According to the Wikipedia article, "LSI is based on the principle that words that are used in the same contexts tend to have similar meanings." That is, if two words seem to be used interchangeably, they might be synonyms.

It's not infallible.

Jason Orendorff
I am not understanding that how it understands similarity between car and automobile. If it is frequency, then say some other word(that has completely different meaning) also has frequency same as "car" and "automobile", then it will falsey match that word also to car.
It looks like LSI is going to flag two words as semantically related if their frequencies are correlated, across many documents. It seems like a pretty naive way of doing it, yes. There are people trying to do something similar but going down to the sentence level to see which words are related, which offhand sounds more promising.
Jason Orendorff
Incidentally, if someone is trying to sell you LSI, *don't buy it*.
Jason Orendorff
Actually I am studying LSI for my project on search in P2P networks.

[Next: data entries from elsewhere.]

//! Text functions
//!
//! Lengths and positions count characters, not bytes.

use pricematrix_core::CellError;

use crate::error::FormulaResult;
use crate::evaluator::FormulaValue;

fn take_left(s: &str, n: usize) -> String {
    s.chars().take(n).collect()
}

fn take_right(s: &str, n: usize) -> String {
    let len = s.chars().count();
    if n >= len {
        return s.to_string();
    }
    s.chars().skip(len - n).collect()
}

/// Character count argument, 1 when omitted; negative is `#VALUE!`
fn num_chars(arg: Option<&FormulaValue>) -> Result<usize, CellError> {
    let n = match arg {
        Some(v) => v.to_number()?.trunc(),
        None => 1.0,
    };
    if n < 0.0 {
        Err(CellError::TypeMismatch)
    } else {
        Ok(n as usize)
    }
}

/// CONCAT(text1, [text2], ...)
///
/// Ranges are joined row-major, blanks contribute nothing.
pub fn fn_concat(args: &[FormulaValue]) -> FormulaResult<FormulaValue> {
    let mut result = String::new();
    for value in args.iter().flat_map(FormulaValue::flatten) {
        match value.to_text() {
            Ok(s) => result.push_str(&s),
            Err(e) => return Ok(FormulaValue::Error(e)),
        }
    }
    Ok(FormulaValue::Text(result))
}

/// LEFT(text, [num_chars])
pub fn fn_left(args: &[FormulaValue]) -> FormulaResult<FormulaValue> {
    let result = args[0]
        .to_text()
        .and_then(|s| Ok(take_left(&s, num_chars(args.get(1))?)));
    Ok(result.into())
}

/// RIGHT(text, [num_chars])
pub fn fn_right(args: &[FormulaValue]) -> FormulaResult<FormulaValue> {
    let result = args[0]
        .to_text()
        .and_then(|s| Ok(take_right(&s, num_chars(args.get(1))?)));
    Ok(result.into())
}

/// LEN(text)
pub fn fn_len(args: &[FormulaValue]) -> FormulaResult<FormulaValue> {
    Ok(args[0]
        .to_text()
        .map(|s| s.chars().count() as f64)
        .into())
}

/// UPPER(text)
pub fn fn_upper(args: &[FormulaValue]) -> FormulaResult<FormulaValue> {
    Ok(args[0].to_text().map(|s| s.to_uppercase()).into())
}

/// LOWER(text)
pub fn fn_lower(args: &[FormulaValue]) -> FormulaResult<FormulaValue> {
    Ok(args[0].to_text().map(|s| s.to_lowercase()).into())
}
//! # pricematrix
//!
//! An in-memory price matrix engine with spreadsheet-style formulas.
//!
//! A [`Session`] owns named matrices of cells. Each cell holds raw text: a
//! literal (number, `TRUE`/`FALSE`, text) or a formula starting with `=`.
//! Writes are recalculated before they return, following the dependency
//! graph so only affected cells are evaluated.
//!
//! ## Features
//!
//! - Formulas with arithmetic, comparison, `&`, ranges and a closed set of
//!   aggregate, logical, lookup, text and date functions
//! - Errors as cell values (`#DIV/0!`, `#REF!`, `#CIRC!`, ...) that
//!   propagate through formulas and can be caught with `IFERROR`
//! - Circular formulas are kept as text and flagged instead of rejected
//! - Row and column inserts and deletes that rewrite formula references
//! - Undo/redo and JSON snapshots
//! - Optional level-parallel recalculation (`parallel` feature)
//!
//! ## Example
//!
//! ```rust
//! use pricematrix::prelude::*;
//!
//! let mut session = Session::default();
//! session.add_matrix("Prices").unwrap();
//!
//! session.set_cells("Prices", &[
//!     (0, 0, "Widget"), (0, 1, "12.50"),
//!     (1, 0, "Gadget"), (1, 1, "8"),
//!     (2, 1, "=SUM(B1:B2)"),
//! ]).unwrap();
//!
//! let total = session.get_cell_a1("Prices", "B3").unwrap();
//! assert_eq!(total.value, CellValue::Number(20.5));
//!
//! session.insert_row("Prices", 0).unwrap();
//! assert_eq!(session.get_cell_a1("Prices", "B4").unwrap().raw_text, "=SUM(B2:B3)");
//! ```

pub mod options;
pub mod prelude;
pub mod recalc;
pub mod session;
pub mod shared;
pub mod sheet;
pub mod snapshot;
pub mod undo;
pub mod view;

pub use options::EngineOptions;
pub use recalc::{CancellationToken, RecalcStats};
pub use session::Session;
pub use shared::SharedSession;
pub use sheet::Sheet;
pub use snapshot::{CellSnapshot, MatrixSnapshot, SessionSnapshot};
pub use undo::{Transaction, UndoStack};
pub use view::{CellResult, CellView};

// Re-export core types
pub use pricematrix_core::{
    CellAddress, CellError, CellRange, CellValue, Error, Matrix, MatrixLimits, Result, ValueType,
    MAX_COLS, MAX_ROWS,
};

// Re-export formula types
pub use pricematrix_formula::{
    parse_formula, CellKey, FormulaError, FormulaExpr, FormulaValue, FunctionRegistry,
    StructuralEdit,
};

LSI basically creates a frequency profile of each document, and looks for documents with similar frequency profiles. If the remainder of the frequency profile is enough alike, it'll classify two documents as being fairly similar, even if one systematically substitutes some words. Conversely, if the frequency profiles are different, it can/will classify documents as different, even if they share frequent use of a few specific terms (e.g., "file" being related to a computer in some cases, and a thing that's used to cut and smooth metal in other cases).

LSI is also typically used with relatively large groups of documents. The other documents can help in finding similarities as well -- even if document A and B look substantially different, if document C uses quite a few terms from both A and B, it can help in finding that A and B are really fairly similar.

Jerry Coffin